By Lauri Gavel
Andrew M. Kaufman, a professor at Vanderbilt University Law School and formerly a senior transactional partner and now "of counsel" in the Chicago office of Kirkland & Ellis LLP, has been appointed executive director of the Lowell Milken Institute for Business Law and Policy at UCLA School of Law.
The Lowell Milken Institute was established in 2011 by a $10 million gift from UCLA Law's 2009 Public Service Alumnus of the Year, Lowell Milken '73, a leading philanthropist and pioneer in education reform.
"We are delighted to welcome Andy Kaufman to UCLA School of Law," said UCLA Law dean Rachel F. Moran. "His real-world experience in practice and his teaching experience in transactional law make him an ideal choice to serve as founding executive director of the Lowell Milken Institute for Business Law and Policy."

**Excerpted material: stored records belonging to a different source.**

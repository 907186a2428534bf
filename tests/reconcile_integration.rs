use std::collections::HashMap;
use std::fs;
use std::path::{Path, PathBuf};
use std::sync::atomic::{AtomicUsize, Ordering};
use std::sync::{Arc, Mutex};
use std::time::Duration;

use chrono::Local;
use ez3d_lib::config::{Config, Settings};
use ez3d_lib::context::{AppContext, RemoteServices};
use ez3d_lib::drive::BlobStore;
use ez3d_lib::error::{Ez3dError, Result};
use ez3d_lib::sheet::{column_letter, SheetService};
use ez3d_lib::{reconcile, scheduler, BoxFuture};
use tokio::sync::watch;

const SHEET: &str = "Desktop 3D";
const ID_A: &str = "1A2b3C4d5E6f7G8h9I0jKlMnOpQrStUvWx";
const ID_B: &str = "1B2b3C4d5E6f7G8h9I0jKlMnOpQrStUvWy";
const ID_C: &str = "1C2b3C4d5E6f7G8h9I0jKlMnOpQrStUvWz";

/// Serves a fixed table the way the Sheets API does: a header range plus one
/// range per column, trailing blanks dropped.
struct FakeSheet {
    ranges: HashMap<String, Vec<Vec<String>>>,
    calls: AtomicUsize,
}

impl FakeSheet {
    fn new(columns: &[(&str, Vec<&str>)]) -> Self {
        let mut ranges = HashMap::new();
        let header: Vec<String> = columns.iter().map(|(label, _)| label.to_string()).collect();
        ranges.insert(format!("'{SHEET}'!A1:1"), vec![header]);

        for (i, (_, cells)) in columns.iter().enumerate() {
            let letter = column_letter(i);
            let mut rows: Vec<Vec<String>> = cells
                .iter()
                .map(|c| if c.is_empty() { vec![] } else { vec![c.to_string()] })
                .collect();
            while rows.last().is_some_and(|r| r.is_empty()) {
                rows.pop();
            }
            ranges.insert(format!("'{SHEET}'!{letter}2:{letter}"), rows);
        }
        Self {
            ranges,
            calls: AtomicUsize::new(0),
        }
    }
}

impl SheetService for FakeSheet {
    fn values<'a>(
        &'a self,
        spreadsheet_id: &'a str,
        range: &'a str,
    ) -> BoxFuture<'a, Result<Vec<Vec<String>>>> {
        Box::pin(async move {
            assert_eq!(spreadsheet_id, "sheet-id");
            self.calls.fetch_add(1, Ordering::SeqCst);
            Ok(self.ranges.get(range).cloned().unwrap_or_default())
        })
    }
}

#[derive(Default)]
struct FakeDrive {
    requests: Mutex<Vec<String>>,
    failing: Vec<String>,
}

impl FakeDrive {
    fn failing(ids: &[&str]) -> Self {
        Self {
            requests: Mutex::new(Vec::new()),
            failing: ids.iter().map(|s| s.to_string()).collect(),
        }
    }

    fn requests(&self) -> Vec<String> {
        self.requests.lock().unwrap().clone()
    }
}

impl BlobStore for FakeDrive {
    fn download<'a>(&'a self, file_id: &'a str) -> BoxFuture<'a, Result<Vec<u8>>> {
        Box::pin(async move {
            self.requests.lock().unwrap().push(file_id.to_string());
            if self.failing.iter().any(|f| f == file_id) {
                return Err(Ez3dError::Remote(format!("403 on {file_id}")));
            }
            Ok(format!("solid {file_id}\nendsolid\n").into_bytes())
        })
    }
}

fn settings(root: &Path, extra: &str) -> Settings {
    let text = format!(
        "SPREADSHEET_ID=sheet-id\nFILE_RETENTION_PERIOD=7\nFILES_DIR={}\n{extra}",
        root.join("files").display()
    );
    Settings::from_config(&Config::parse(&text, root.to_path_buf())).unwrap()
}

fn context(root: &Path, extra: &str, sheet: Arc<FakeSheet>, drive: Arc<FakeDrive>) -> AppContext {
    AppContext::new(settings(root, extra), Some(RemoteServices::new(sheet, drive)))
}

fn days_ago(days: i64) -> String {
    (Local::now() - chrono::Duration::days(days) - chrono::Duration::minutes(5))
        .format("%-m/%-d/%Y %-H:%M:%S")
        .to_string()
}

fn stl_files(root: &Path) -> Vec<PathBuf> {
    let mut files: Vec<PathBuf> = walkdir::WalkDir::new(root)
        .into_iter()
        .flatten()
        .filter(|e| e.file_type().is_file())
        .map(|e| e.path().strip_prefix(root).unwrap().to_path_buf())
        .collect();
    files.sort();
    files
}

fn lab_sheet(recent: &str, old: &str) -> FakeSheet {
    FakeSheet::new(&[
        ("Timestamp", vec![recent, old, recent, "not a date", recent]),
        ("Email", vec!["ada@lab.edu", "bob@lab.edu", "cleo@lab.edu", "dan@lab.edu", ""]),
        ("First Name", vec!["Ada", "Bob", "Cleo", "Dan", "Eve"]),
        ("Last Name", vec!["Lovelace", "Stone", "Park", "Ruiz", "Adams"]),
        (
            "Files",
            vec![
                &*format!("https://drive.google.com/open?id={ID_A}, https://drive.google.com/open?id={ID_B}"),
                ID_C,
                "I'll bring it on a usb stick",
                ID_C,
                ID_C,
            ],
        ),
        ("Print ID", vec!["P-1", "P-2"]),
    ])
}

#[tokio::test]
async fn downloads_fresh_rows_once() {
    let dir = tempfile::tempdir().unwrap();
    let recent = days_ago(1);
    let sheet = Arc::new(lab_sheet(&recent, &days_ago(30)));
    let drive = Arc::new(FakeDrive::default());
    let ctx = context(dir.path(), "", sheet.clone(), drive.clone());

    let summary = reconcile::reconcile(&ctx).await.unwrap();
    assert_eq!(summary.rows_seen, 5);
    assert_eq!(summary.files_downloaded, 2);
    assert_eq!(summary.rows_stale, 1);
    assert_eq!(summary.rows_without_ids, 1);
    assert_eq!(summary.rows_invalid, 2);
    assert_eq!(drive.requests(), vec![ID_A.to_string(), ID_B.to_string()]);

    let files_root = dir.path().join("files");
    assert_eq!(
        stl_files(&files_root),
        vec![
            PathBuf::from("Ada_Lovelace").join("A_P-1_1.stl"),
            PathBuf::from("Ada_Lovelace").join("A_P-1_2.stl"),
        ]
    );
    let body = fs::read_to_string(files_root.join("Ada_Lovelace").join("A_P-1_1.stl")).unwrap();
    assert!(body.contains(ID_A));

    // one header read plus one read per recognised column
    assert_eq!(sheet.calls.load(Ordering::SeqCst), 7);
    // users without a download get no folder
    assert!(!files_root.join("Cleo_Park").exists());
    assert!(!files_root.join("Bob_Stone").exists());
}

#[tokio::test]
async fn second_pass_makes_no_downloads() {
    let dir = tempfile::tempdir().unwrap();
    let sheet = Arc::new(lab_sheet(&days_ago(1), &days_ago(30)));
    let drive = Arc::new(FakeDrive::default());
    let ctx = context(dir.path(), "", sheet, drive.clone());

    reconcile::reconcile(&ctx).await.unwrap();
    let before = stl_files(&dir.path().join("files"));
    let requests_before = drive.requests().len();

    let summary = reconcile::reconcile(&ctx).await.unwrap();
    assert_eq!(summary.files_downloaded, 0);
    assert_eq!(summary.rows_present, 1);
    assert_eq!(drive.requests().len(), requests_before);
    assert_eq!(stl_files(&dir.path().join("files")), before);
}

#[tokio::test]
async fn existing_target_is_never_fetched() {
    let dir = tempfile::tempdir().unwrap();
    let user_dir = dir.path().join("files").join("Ada_Lovelace");
    fs::create_dir_all(&user_dir).unwrap();
    fs::write(user_dir.join("A_P-1_1.stl"), b"hand placed").unwrap();

    let sheet = Arc::new(lab_sheet(&days_ago(1), &days_ago(30)));
    let drive = Arc::new(FakeDrive::default());
    let ctx = context(dir.path(), "", sheet, drive.clone());

    let summary = reconcile::reconcile(&ctx).await.unwrap();
    assert_eq!(summary.files_downloaded, 0);
    assert!(drive.requests().is_empty());
    assert_eq!(fs::read(user_dir.join("A_P-1_1.stl")).unwrap(), b"hand placed");
}

#[tokio::test]
async fn rows_past_retention_are_never_fetched() {
    let dir = tempfile::tempdir().unwrap();
    let old = days_ago(8);
    let sheet = Arc::new(lab_sheet(&old, &old));
    let drive = Arc::new(FakeDrive::default());
    let ctx = context(dir.path(), "", sheet, drive.clone());

    let summary = reconcile::reconcile(&ctx).await.unwrap();
    assert_eq!(summary.rows_stale, 3);
    assert!(drive.requests().is_empty());
    assert!(!dir.path().join("files").exists());
}

#[tokio::test]
async fn failed_download_aborts_pass_and_retries_later() {
    let dir = tempfile::tempdir().unwrap();
    let sheet = Arc::new(lab_sheet(&days_ago(1), &days_ago(30)));

    let failing = Arc::new(FakeDrive::failing(&[ID_B]));
    let ctx = context(dir.path(), "", sheet.clone(), failing);
    let err = reconcile::reconcile(&ctx).await.unwrap_err();
    assert!(matches!(err, Ez3dError::Remote(_)));
    assert!(err.is_transient());
    assert!(stl_files(&dir.path().join("files")).is_empty());

    let healthy = Arc::new(FakeDrive::default());
    let ctx = context(dir.path(), "", sheet, healthy.clone());
    let summary = reconcile::reconcile(&ctx).await.unwrap();
    assert_eq!(summary.files_downloaded, 2);
}

#[tokio::test]
async fn missing_required_column_is_a_config_error() {
    let dir = tempfile::tempdir().unwrap();
    let sheet = Arc::new(FakeSheet::new(&[
        ("Timestamp", vec![]),
        ("Email", vec![]),
        ("First Name", vec![]),
        ("Last Name", vec![]),
    ]));
    let ctx = context(dir.path(), "", sheet, Arc::new(FakeDrive::default()));

    let err = reconcile::reconcile(&ctx).await.unwrap_err();
    assert!(matches!(err, Ez3dError::Config(_)));
    assert!(err.to_string().contains("Files"));
}

#[tokio::test]
async fn missing_print_id_column_falls_back_to_timestamp() {
    let dir = tempfile::tempdir().unwrap();
    let ts = days_ago(2);
    let sheet = Arc::new(FakeSheet::new(&[
        ("Correo", vec!["ada@lab.edu"]),
        ("Nombre", vec!["Ada"]),
        ("Apellido", vec!["Lovelace"]),
        ("Archivos", vec![ID_A]),
        ("Marca temporal", vec![&*ts]),
    ]));
    let extra = "EMAIL_COLUMN_LABEL=Correo\n\
                 FIRST_NAME_COLUMN_LABEL=Nombre\n\
                 LAST_NAME_COLUMN_LABEL=Apellido\n\
                 DRIVE_LINKS_COLUMN_LABEL=Archivos\n\
                 TIMESTAMP_COLUMN_LABEL=Marca temporal\n\
                 USER_FOLDER=email";
    let drive = Arc::new(FakeDrive::default());
    let ctx = context(dir.path(), extra, sheet, drive);

    let summary = reconcile::reconcile(&ctx).await.unwrap();
    assert_eq!(summary.files_downloaded, 1);

    let key: String = ts.chars().filter(|c| *c != '/' && *c != ':').collect::<String>().replace(' ', "_");
    let expected = PathBuf::from("ada@lab.edu").join(format!("A_{key}_1.stl"));
    assert_eq!(stl_files(&dir.path().join("files")), vec![expected]);
}

#[tokio::test]
async fn scheduler_runs_one_cycle_when_already_stopped() {
    let dir = tempfile::tempdir().unwrap();
    let files_root = dir.path().join("files");
    fs::create_dir_all(files_root.join("Ghost")).unwrap();

    let sheet = Arc::new(lab_sheet(&days_ago(1), &days_ago(30)));
    let drive = Arc::new(FakeDrive::default());
    let ctx = Arc::new(context(dir.path(), "", sheet, drive.clone()));

    let (stop_tx, stop_rx) = watch::channel(false);
    stop_tx.send(true).unwrap();
    let cycles = scheduler::run(ctx, stop_rx).await;

    assert_eq!(cycles, 1);
    assert_eq!(drive.requests().len(), 2);
    // the sweep ran after the reconcile
    assert!(!files_root.join("Ghost").exists());
    assert!(files_root.join("Ada_Lovelace").exists());
}

#[tokio::test]
async fn cycle_respects_toggles() {
    let dir = tempfile::tempdir().unwrap();
    let files_root = dir.path().join("files");
    fs::create_dir_all(files_root.join("Ghost")).unwrap();

    let sheet = Arc::new(lab_sheet(&days_ago(1), &days_ago(30)));
    let drive = Arc::new(FakeDrive::default());
    let ctx = context(dir.path(), "REMOVE_OLD_FILES=false", sheet, drive);

    let report = scheduler::run_cycle(&ctx).await.unwrap();
    assert!(report.reconcile.is_some());
    assert!(report.sweep.is_none());
    assert!(files_root.join("Ghost").exists());
}

#[tokio::test]
async fn failed_cycle_does_not_stop_scheduler() {
    let dir = tempfile::tempdir().unwrap();
    let sheet = Arc::new(lab_sheet(&days_ago(1), &days_ago(30)));
    let drive = Arc::new(FakeDrive::failing(&[ID_A]));
    let ctx = Arc::new(context(dir.path(), "FILE_REFRESH_RATE=0.001", sheet, drive.clone()));

    let (stop_tx, stop_rx) = watch::channel(false);
    let handle = tokio::spawn(scheduler::run(ctx, stop_rx));

    // 0.001 minutes is 60ms between cycles
    let deadline = tokio::time::Instant::now() + Duration::from_secs(10);
    while drive.requests().len() < 2 && tokio::time::Instant::now() < deadline {
        tokio::time::sleep(Duration::from_millis(10)).await;
    }
    stop_tx.send(true).unwrap();

    let cycles = tokio::time::timeout(Duration::from_secs(10), handle)
        .await
        .expect("scheduler stops after signal")
        .unwrap();
    assert!(cycles >= 2);
}

#[tokio::test]
async fn stop_interrupts_the_wait() {
    let dir = tempfile::tempdir().unwrap();
    let sheet = Arc::new(lab_sheet(&days_ago(1), &days_ago(30)));
    let drive = Arc::new(FakeDrive::default());
    let ctx = Arc::new(context(dir.path(), "FILE_REFRESH_RATE=600", sheet, drive.clone()));

    let (stop_tx, stop_rx) = watch::channel(false);
    let handle = tokio::spawn(scheduler::run(ctx, stop_rx));

    let deadline = tokio::time::Instant::now() + Duration::from_secs(10);
    while drive.requests().is_empty() && tokio::time::Instant::now() < deadline {
        tokio::time::sleep(Duration::from_millis(10)).await;
    }
    stop_tx.send(true).unwrap();

    let cycles = tokio::time::timeout(Duration::from_secs(10), handle)
        .await
        .expect("scheduler stops without waiting out the interval")
        .unwrap();
    assert_eq!(cycles, 1);
}
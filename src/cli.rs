use clap::{Parser, Subcommand};

#[derive(Parser)]
#[command(
    name = "ez3d",
    version,
    about = "Fetch 3D-print submissions into per-user folders and look them up",
    after_help = "\
Configuration file lookup order:
  1. --config <path>             (explicit flag)
  2. $EZ3D_CONFIG                (environment variable, may come from .env)
  3. ./EZ3D.properties
  4. <home>/EZ3D/EZ3D.properties

A missing file means every setting takes its default."
)]
pub(crate) struct Cli {
    /// Path to the properties file
    #[arg(short, long)]
    pub config: Option<String>,

    /// Verbosity level (-v, -vv, -vvv)
    #[arg(short, long, action = clap::ArgAction::Count)]
    pub verbose: u8,

    /// Print summaries as JSON
    #[arg(long, global = true)]
    pub json: bool,

    #[command(subcommand)]
    pub command: Option<Commands>,
}

#[derive(Subcommand, Clone, PartialEq, Eq)]
pub(crate) enum Commands {
    /// Run the background refresh and the interactive lookup (default)
    Run,

    /// Run only the background refresh until interrupted
    Daemon,

    /// Fetch new submissions once
    Sync,

    /// Remove files past the retention period once
    Sweep,

    /// List every user folder
    Users,

    /// Show the latest files of the one user matching QUERY
    Search {
        /// Part of a name or email
        query: String,
    },

    /// Open the documentation in a browser
    Docs,
}

impl Commands {
    /// Long-running commands log at info by default.
    pub fn is_service(&self) -> bool {
        matches!(self, Commands::Run | Commands::Daemon)
    }
}
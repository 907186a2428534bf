use std::fs;
use std::future::Future;
use std::pin::Pin;
use std::sync::Arc;

use google_drive3::oauth2::authenticator_delegate::{DefaultInstalledFlowDelegate, InstalledFlowDelegate};
use google_drive3::oauth2::authenticator::Authenticator;
use google_drive3::oauth2::{self, InstalledFlowAuthenticator, InstalledFlowReturnMethod};
use google_drive3::{hyper, hyper_rustls, DriveHub};
use google_sheets4::Sheets;
use hyper::client::HttpConnector;
use serde::Serialize;

use crate::config::Settings;
use crate::context::RemoteServices;
use crate::drive::BlobStore;
use crate::error::{Ez3dError, Result};
use crate::sheet::SheetService;
use crate::BoxFuture;

pub type HttpsConnector = hyper_rustls::HttpsConnector<HttpConnector>;

const SHEETS_READONLY: &str = "https://www.googleapis.com/auth/spreadsheets.readonly";
const DRIVE_READONLY: &str = "https://www.googleapis.com/auth/drive.readonly";

/// Opens the consent page in the default browser before falling back to the
/// stock console prompt.
struct BrowserFlowDelegate;

impl InstalledFlowDelegate for BrowserFlowDelegate {
    fn present_user_url<'a>(
        &'a self,
        url: &'a str,
        need_code: bool,
    ) -> Pin<Box<dyn Future<Output = std::result::Result<String, String>> + Send + 'a>> {
        Box::pin(async move {
            if let Err(e) = open::that(url) {
                tracing::warn!(error = %e, "failed to open browser for authorization");
            }
            DefaultInstalledFlowDelegate.present_user_url(url, need_code).await
        })
    }
}

fn http_client() -> Result<hyper::Client<HttpsConnector>> {
    let connector = hyper_rustls::HttpsConnectorBuilder::new()
        .with_native_roots()
        .map_err(|e| Ez3dError::Auth(format!("failed to load native TLS roots: {e}")))?
        .https_or_http()
        .enable_http1()
        .build();
    Ok(hyper::Client::builder().build(connector))
}

/// Run the installed-app OAuth flow (tokens cached on disk) and build the
/// Sheets and Drive hubs on top of it.
pub async fn connect(settings: &Settings) -> Result<RemoteServices> {
    let secret = oauth2::read_application_secret(&settings.client_secret)
        .await
        .map_err(|e| {
            Ez3dError::Auth(format!(
                "failed to read client secret {}: {e}",
                settings.client_secret.display()
            ))
        })?;

    if let Some(parent) = settings.token_cache.parent() {
        fs::create_dir_all(parent).map_err(|e| Ez3dError::io(parent, e))?;
    }
    tracing::debug!(path = %settings.token_cache.display(), "token cache");

    let auth = InstalledFlowAuthenticator::builder(secret, InstalledFlowReturnMethod::HTTPRedirect)
        .persist_tokens_to_disk(settings.token_cache.clone())
        .flow_delegate(Box::new(BrowserFlowDelegate))
        .build()
        .await
        .map_err(|e| Ez3dError::Auth(format!("failed to create authenticator: {e}")))?;

    // One consent for both scopes; the hubs then reuse the cached token.
    auth.token(&[SHEETS_READONLY, DRIVE_READONLY])
        .await
        .map_err(|e| Ez3dError::Auth(e.to_string()))?;

    let services = remote_services(http_client()?, auth);
    tracing::info!("connected to Google Sheets and Drive");
    Ok(services)
}

/// Both hubs share one client and one authenticator.
fn remote_services(client: hyper::Client<HttpsConnector>, auth: Authenticator<HttpsConnector>) -> RemoteServices {
    let sheets = GoogleSheets {
        hub: Sheets::new(client.clone(), auth.clone()),
    };
    let drive = GoogleDrive {
        hub: DriveHub::new(client, auth),
    };
    RemoteServices::new(Arc::new(sheets), Arc::new(drive))
}

pub struct GoogleSheets {
    hub: Sheets<HttpsConnector>,
}

impl SheetService for GoogleSheets {
    fn values<'a>(
        &'a self,
        spreadsheet_id: &'a str,
        range: &'a str,
    ) -> BoxFuture<'a, Result<Vec<Vec<String>>>> {
        Box::pin(async move {
            let (_, value_range) = self
                .hub
                .spreadsheets()
                .values_get(spreadsheet_id, range)
                .add_scope(SHEETS_READONLY)
                .doit()
                .await
                .map_err(|e| Ez3dError::Remote(format!("reading {range}: {e}")))?;

            Ok(value_range
                .values
                .unwrap_or_default()
                .into_iter()
                .map(|row| row.iter().map(cell_text).collect())
                .collect())
        })
    }
}

/// Cells arrive as JSON values; numbers and booleans keep their textual form.
fn cell_text<T: Serialize>(cell: &T) -> String {
    match serde_json::to_value(cell) {
        Ok(serde_json::Value::String(s)) => s,
        Ok(serde_json::Value::Null) | Err(_) => String::new(),
        Ok(other) => other.to_string(),
    }
}

pub struct GoogleDrive {
    hub: DriveHub<HttpsConnector>,
}

impl BlobStore for GoogleDrive {
    fn download<'a>(&'a self, file_id: &'a str) -> BoxFuture<'a, Result<Vec<u8>>> {
        Box::pin(async move {
            let (response, _) = self
                .hub
                .files()
                .get(file_id)
                .supports_all_drives(true)
                .param("alt", "media")
                .add_scope(DRIVE_READONLY)
                .doit()
                .await
                .map_err(|e| Ez3dError::Remote(format!("download of {file_id} failed: {e}")))?;

            let bytes = hyper::body::to_bytes(response.into_body())
                .await
                .map_err(|e| Ez3dError::Remote(format!("reading body of {file_id} failed: {e}")))?;
            Ok(bytes.to_vec())
        })
    }
}
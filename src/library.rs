use std::fs;
use std::path::{Path, PathBuf};
use std::time::{Duration, SystemTime};

use crate::table::sanitize_component;

/// How many files a lookup shows.
pub const RECENT_FILES_LIMIT: usize = 5;

#[derive(Debug, Clone, PartialEq, Eq)]
pub struct LocalFile {
    pub path: PathBuf,
    pub modified: SystemTime,
}

impl LocalFile {
    pub fn age(&self, now: SystemTime) -> Duration {
        now.duration_since(self.modified).unwrap_or_default()
    }

    pub fn age_label(&self, now: SystemTime) -> String {
        let hours = self.age(now).as_secs() / 3600;
        if hours == 1 {
            "1 hour old".to_string()
        } else {
            format!("{hours} hours old")
        }
    }

    pub fn file_name(&self) -> String {
        self.path
            .file_name()
            .map(|n| n.to_string_lossy().into_owned())
            .unwrap_or_default()
    }
}

#[derive(Debug, Clone, PartialEq, Eq)]
pub enum Lookup {
    Found { user: String, files: Vec<LocalFile> },
    NotFound,
    Ambiguous(Vec<String>),
}

/// Names of every user directory under `root`, sorted. The tree may change
/// underneath us; entries that vanish mid-read are skipped.
pub fn user_folders(root: &Path) -> Vec<String> {
    let Ok(entries) = fs::read_dir(root) else {
        return Vec::new();
    };
    let mut users: Vec<String> = entries
        .flatten()
        .filter(|e| e.file_type().map(|t| t.is_dir()).unwrap_or(false))
        .map(|e| e.file_name().to_string_lossy().into_owned())
        .collect();
    users.sort_by_key(|u| u.to_lowercase());
    users
}

/// User folders whose name contains `query`, ignoring case. The query is
/// sanitized the same way folder names are, so "Ada Lovelace" finds
/// `Ada_Lovelace`. A query with nothing left after sanitizing matches no one.
pub fn find_users(root: &Path, query: &str) -> Vec<String> {
    let needle = sanitize_component(query).to_lowercase();
    if needle.is_empty() {
        return Vec::new();
    }
    user_folders(root)
        .into_iter()
        .filter(|user| user.to_lowercase().contains(&needle))
        .collect()
}

/// Newest files directly inside `user_dir`, at most `limit`.
pub fn recent_files(user_dir: &Path, limit: usize) -> Vec<LocalFile> {
    let Ok(entries) = fs::read_dir(user_dir) else {
        return Vec::new();
    };
    let mut files: Vec<LocalFile> = entries
        .flatten()
        .filter_map(|entry| {
            let meta = entry.metadata().ok()?;
            if !meta.is_file() {
                return None;
            }
            Some(LocalFile {
                path: entry.path(),
                modified: meta.modified().ok()?,
            })
        })
        .collect();
    files.sort_by(|a, b| b.modified.cmp(&a.modified).then_with(|| a.path.cmp(&b.path)));
    files.truncate(limit);
    files
}

/// Exactly one matching user yields their recent files.
pub fn lookup(root: &Path, query: &str) -> Lookup {
    let mut matches = find_users(root, query);
    match matches.len() {
        0 => Lookup::NotFound,
        1 => {
            let user = matches.remove(0);
            let files = recent_files(&root.join(&user), RECENT_FILES_LIMIT);
            Lookup::Found { user, files }
        }
        _ => Lookup::Ambiguous(matches),
    }
}
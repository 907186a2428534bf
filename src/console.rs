use std::io::Write;
use std::sync::Arc;
use std::time::SystemTime;

use tokio::io::{AsyncBufReadExt, BufReader};

use crate::context::AppContext;
use crate::error::{Ez3dError, Result};
use crate::library::{self, Lookup};
use crate::reconcile;

const HELP: &str = "\
Type part of a name or email to show that user's latest files.
  :users     list every user folder
  :refresh   fetch new submissions now
  :docs      open the documentation
  :help      show this text
  :quit      exit";

/// Whether the console keeps reading after a line.
#[derive(Debug, Clone, Copy, PartialEq, Eq)]
pub enum Flow {
    Continue,
    Quit,
}

/// Line-oriented stand-in for the desktop window: search, refresh, docs.
pub struct Console<W> {
    ctx: Arc<AppContext>,
    out: W,
    /// Seeded once at startup; users added later show up only after a restart.
    suggestions: Vec<String>,
    current_user: Option<String>,
}

impl<W: Write> Console<W> {
    pub fn new(ctx: Arc<AppContext>, out: W) -> Self {
        let suggestions = library::user_folders(&ctx.settings().files_dir);
        Self {
            ctx,
            out,
            suggestions,
            current_user: None,
        }
    }

    pub fn into_inner(self) -> W {
        self.out
    }

    pub fn current_user(&self) -> Option<&str> {
        self.current_user.as_deref()
    }

    pub async fn handle(&mut self, line: &str) -> Result<Flow> {
        let line = line.trim();
        match line {
            "" => {}
            ":q" | ":quit" | ":exit" => return Ok(Flow::Quit),
            ":h" | ":help" => self.print(HELP)?,
            ":users" => {
                let users = library::user_folders(&self.ctx.settings().files_dir);
                if users.is_empty() {
                    self.print("no user folders yet")?;
                }
                for user in users {
                    self.print(&user)?;
                }
            }
            ":refresh" => self.refresh().await?,
            ":docs" => self.open_docs()?,
            query => self.search(query)?,
        }
        Ok(Flow::Continue)
    }

    fn search(&mut self, query: &str) -> Result<()> {
        let root = self.ctx.settings().files_dir.clone();
        match library::lookup(&root, query) {
            Lookup::Found { user, files } => {
                self.print(&format!("== {user} =="))?;
                if files.is_empty() {
                    self.print("  (no files)")?;
                }
                let now = SystemTime::now();
                for file in &files {
                    let line = format!(
                        "  {:<40} {:>14}  {}",
                        file.file_name(),
                        file.age_label(now),
                        file.path.display()
                    );
                    self.print(&line)?;
                }
                self.current_user = Some(user);
            }
            Lookup::NotFound => {
                let hints = self.completions(query);
                if hints.is_empty() {
                    self.print(&format!("no user matches '{query}'"))?;
                } else {
                    self.print(&format!("no user matches '{query}'; did you mean: {}", hints.join(", ")))?;
                }
            }
            Lookup::Ambiguous(users) => {
                self.print(&format!("'{query}' matches {} users: {}", users.len(), users.join(", ")))?;
            }
        }
        Ok(())
    }

    /// Startup user names starting with the query, ignoring case.
    fn completions(&self, query: &str) -> Vec<String> {
        let prefix = query.to_lowercase();
        self.suggestions
            .iter()
            .filter(|u| u.to_lowercase().starts_with(&prefix))
            .take(5)
            .cloned()
            .collect()
    }

    async fn refresh(&mut self) -> Result<()> {
        self.print("refreshing...")?;
        match reconcile::reconcile(&self.ctx).await {
            Ok(summary) => {
                self.print(&format!(
                    "{} new file(s) from {} row(s)",
                    summary.files_downloaded, summary.rows_seen
                ))?;
            }
            // Keep the console alive; the next refresh or cycle retries.
            Err(e) => {
                tracing::error!(error = %e, "manual refresh failed");
                self.print(&format!("refresh failed: {e}"))?;
            }
        }
        Ok(())
    }

    fn open_docs(&mut self) -> Result<()> {
        let url = self.ctx.settings().documentation_url.clone();
        if let Err(e) = open::that(&url) {
            tracing::warn!(error = %e, url = %url, "failed to open browser");
            self.print(&format!("documentation: {url}"))?;
        }
        Ok(())
    }

    fn print(&mut self, text: &str) -> Result<()> {
        writeln!(self.out, "{text}").map_err(|e| Ez3dError::Io {
            path: "<stdout>".into(),
            source: e,
        })
    }
}

/// Read commands from stdin until `:quit` or end of input.
pub async fn run(ctx: Arc<AppContext>) -> Result<()> {
    let mut console = Console::new(ctx, std::io::stdout());
    console.print(HELP)?;

    let mut lines = BufReader::new(tokio::io::stdin()).lines();
    loop {
        print!("ez3d> ");
        std::io::stdout().flush().ok();

        let next = lines.next_line().await.map_err(|e| Ez3dError::Io {
            path: "<stdin>".into(),
            source: e,
        })?;
        let Some(line) = next else {
            break;
        };
        if console.handle(&line).await? == Flow::Quit {
            break;
        }
    }
    Ok(())
}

Professor Eric M. Zolt, faculty director of the Lowell Milken Institute, added, "We are excited about the opportunity to work with Andy to make an already excellent business law and policy program even better."
The Lowell Milken Institute influences the field of business law and policy through innovative research, targeted policy analysis and sophisticated training that prepares UCLA School of Law students to become leaders in an entrepreneurial economy.
Kaufman, founder and former head of Kirkland & Ellis' debt finance group, received his bachelor's degree (cum laude) from Yale University in 1971 and his law degree from Vanderbilt University Law School in 1974, where he was editor-in-chief of the Vanderbilt Law Review and was elected to Order of the Coif.
He is presently a member of the TriBar Opinion Committee, a well-respected non-partisan panel addressing legal opinions in transactional practice, and serves as program chair for the national Working Group on Legal Opinions. He is also a member of the Uniform Commercial Code Committee, the Commercial Financial Services Committee, the Legal Opinions Committee and the Audit Responses Committee for the American Bar Association Section of Business Law.
Kaufman lectures and writes frequently on financing, commercial law and legal-opinion issues at national professional seminars and programs and in related publications. Since 2009, he has been a professor of the practice of law in the law and business program at Vanderbilt University Law School, teaching courses on secured transactions, transactional practice, leveraged buyouts and syndicated loan transactions in commercial lending. At Vanderbilt, he also serves on the dean's board of advisors.
Kaufman is admitted to practice in Illinois, Texas and Georgia. He and his wife, Michele, will be relocating to Los Angeles later this spring.
UCLA School of Law, founded in 1949, is the youngest major law school in the nation and has established a tradition of innovation in its approach to teaching, research and scholarship. With approximately 100 faculty and 1,100 students, the school pioneered clinical teaching, is a leader in interdisciplinary research and training, and is at the forefront of efforts to link research to its effects on society and the legal profession.